Che messaggio vorresti lanciare a chi ha il potere di prendere decisioni che coinvolgono la vita quotidiana di questi ragazzi affetti da disabilità?
“Durante questo periodo di emergenza sanitaria credo non sia opportuno portare le riflessioni e le richieste dei genitori dei ragazzi disabili, alle istituzioni. Occorre superarla e dar modo a tutti di ritornare a una possibile normalità. Risolta la situazione, ci si dovrà attivare per portare a conoscenza questa realtà delicata che coinvolge una delle parti più vulnerabili e deboli della società.
La voce dei disabili e dei loro genitori dovrà essere chiara, incisiva, forte e corale: l’assenza di un percorso di ricovero a misura della persona disabile, è una lacuna del nostro sistema ospedaliero che si è evidenziata in questo momento delicato e necessita di una soluzione. Alcuni genitori hanno incontrato difficoltà tangibili in caso di ricovero in ospedale del figli: l’attesa in un pronto soccorso, il sottoporsi ad un esame invasivo, la degenza in ospedale possono essere devastanti, se abbandonati a loro stessi.

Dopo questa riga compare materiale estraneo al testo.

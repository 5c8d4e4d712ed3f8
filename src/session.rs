//! Quit/session coordination
//!
//! A host quit request fans out as an end-session query to every top-level
//! window of the process and fans back in as one answer to the host:
//!
//! ```text
//! Querying ──all answers in──► Ending ──all completions in──► Done
//!    │                                                        │
//!    └─ first veto: reply "no" to the host at once            └─ exit if agreed
//! ```
//!
//! Every window is driven through completion whatever the outcome. Answers
//! arrive through callbacks, possibly on other threads and possibly before
//! the fan-out loop has finished, so the counters live behind a lock that
//! is never held while a message is sent.

use crate::client::{ClientWindowModel, SessionMessage, WindowId};
use crate::host::HostWindowSystem;
use crate::sync::WindowSynchronizer;
use log::{debug, info, trace, warn};
use parking_lot::Mutex;
use serde::{Deserialize, Serialize};
use std::sync::Arc;

/// Why the host wants the application to quit.
#[derive(Debug, Clone, Copy, PartialEq, Eq, Serialize, Deserialize)]
pub enum QuitReason {
    Logout,
    Restart,
    Shutdown,
    /// The user picked Quit from the application menu
    Menu,
}

impl QuitReason {
    /// Whether the end-session messages carry the logoff flag
    pub fn logoff(self) -> bool {
        self == QuitReason::Logout
    }
}

#[derive(Debug, Clone, Copy, PartialEq, Eq)]
pub enum QuitPhase {
    Querying,
    Ending,
    Done,
}

#[derive(Debug)]
struct QuitState {
    phase: QuitPhase,
    /// Answers (or completions) still outstanding in the current phase
    pending: usize,
    /// Every window agreed so far
    result: bool,
    /// The host already got its answer
    replied: bool,
}

/// One in-flight quit request.
pub struct QuitSession<H, C> {
    host: Arc<H>,
    client: Arc<C>,
    reason: QuitReason,
    windows: Vec<WindowId>,
    state: Mutex<QuitState>,
}

impl<H, C> QuitSession<H, C>
where
    H: HostWindowSystem + 'static,
    C: ClientWindowModel + 'static,
{
    fn new(host: Arc<H>, client: Arc<C>, reason: QuitReason, windows: Vec<WindowId>) -> Self {
        let pending = windows.len();
        Self {
            host,
            client,
            reason,
            windows,
            state: Mutex::new(QuitState {
                phase: QuitPhase::Querying,
                pending,
                result: true,
                replied: false,
            }),
        }
    }

    pub fn phase(&self) -> QuitPhase {
        self.state.lock().phase
    }

    /// Aggregate answer so far
    pub fn result(&self) -> bool {
        self.state.lock().result
    }

    pub fn reason(&self) -> QuitReason {
        self.reason
    }

    fn start(self: &Arc<Self>) {
        if self.windows.is_empty() {
            info!("quit requested ({:?}) with no windows, quitting", self.reason);
            {
                let mut state = self.state.lock();
                state.phase = QuitPhase::Done;
                state.replied = true;
            }
            self.host.quit_reply(true);
            self.client.exit_process();
            return;
        }

        info!("quit requested ({:?}), querying {} windows", self.reason, self.windows.len());
        let message = SessionMessage::QueryEndSession {
            logoff: self.reason.logoff(),
        };
        for &window in &self.windows {
            let session = Arc::clone(self);
            let sent = self.client.send_session_message(
                window,
                message,
                Box::new(move |window, agreed| session.query_answered(window, agreed)),
            );
            if !sent {
                debug!("{} gone before the end-session query", window);
                self.query_answered(window, false);
            }
        }
    }

    fn query_answered(self: &Arc<Self>, window: WindowId, agreed: bool) {
        trace!("{} end-session answer {}", window, agreed);
        let (reply, all_in) = {
            let mut state = self.state.lock();
            if state.phase != QuitPhase::Querying {
                warn!("{} answered end-session query after the query phase", window);
                return;
            }

            let mut reply = None;
            if !agreed {
                state.result = false;
                if !state.replied {
                    state.replied = true;
                    reply = Some(false);
                }
            }

            state.pending = state.pending.saturating_sub(1);
            let all_in = state.pending == 0;
            if all_in {
                state.phase = QuitPhase::Ending;
                state.pending = self.windows.len();
                if !state.replied {
                    state.replied = true;
                    reply = Some(state.result);
                }
            }
            (reply, all_in)
        };

        if let Some(quit) = reply {
            info!("answering quit request: {}", if quit { "quit" } else { "cancel" });
            self.host.quit_reply(quit);
        }
        if all_in {
            self.end_session();
        }
    }

    fn end_session(self: &Arc<Self>) {
        let ending = self.result();
        let message = SessionMessage::EndSession {
            ending,
            logoff: self.reason.logoff(),
        };
        for &window in &self.windows {
            let session = Arc::clone(self);
            let sent = self.client.send_session_message(
                window,
                message,
                Box::new(move |window, _| session.end_completed(window)),
            );
            if !sent {
                debug!("{} gone before the end-session message", window);
                self.end_completed(window);
            }
        }
    }

    fn end_completed(&self, window: WindowId) {
        trace!("{} end-session complete", window);
        let exit = {
            let mut state = self.state.lock();
            if state.phase != QuitPhase::Ending {
                return;
            }
            state.pending = state.pending.saturating_sub(1);
            if state.pending > 0 {
                return;
            }
            state.phase = QuitPhase::Done;
            state.result
        };

        if exit {
            info!("all windows ended their session, exiting");
            self.client.exit_process();
        } else {
            debug!("session ending cancelled, staying alive");
        }
    }
}

impl<H, C> WindowSynchronizer<H, C>
where
    H: HostWindowSystem + 'static,
    C: ClientWindowModel + 'static,
{
    /// Starts coordinating a host quit request.
    ///
    /// A request arriving while another is still in flight is refused.
    pub fn begin_quit(&self, reason: QuitReason) {
        let windows = self.client.top_level_windows();
        let session = {
            let mut slot = self.quit.lock();
            if slot.as_ref().is_some_and(|s| s.phase() != QuitPhase::Done) {
                warn!("quit already in progress, refusing {:?}", reason);
                drop(slot);
                self.host.quit_reply(false);
                return;
            }
            let session = Arc::new(QuitSession::new(
                Arc::clone(&self.host),
                Arc::clone(&self.client),
                reason,
                windows,
            ));
            *slot = Some(Arc::clone(&session));
            session
        };
        session.start();
    }

    /// Phase of the latest quit request, if any
    pub fn quit_phase(&self) -> Option<QuitPhase> {
        self.quit.lock().as_ref().map(|s| s.phase())
    }
}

La sensazione di essere rinchiusi in una sala con altre persone che soffrono, magari urlano o si lamentano, può risultare intollerabile per un disabile senza avere accanto qualcuno che possa rassicurarlo e tranquillizzarlo, può produrre conseguenze devastanti su un paziente già fragile. Penso che ormai dovremmo avere capito che occorrerà investire nella Sanità, in personale, attrezzature, locali, dispositivi. Dunque in questa riorganizzazione si deve inserire anche la creazione di un percorso di ricovero alternativo per i disabili. Attrezzare delle camere dell’ospedale, in sicurezza, dove i ragazzi come Karen possano essere curati con la presenza di un genitore come fossero dei bambini, che poi è quel che sono: dolci bambini con un cuore di adulto”.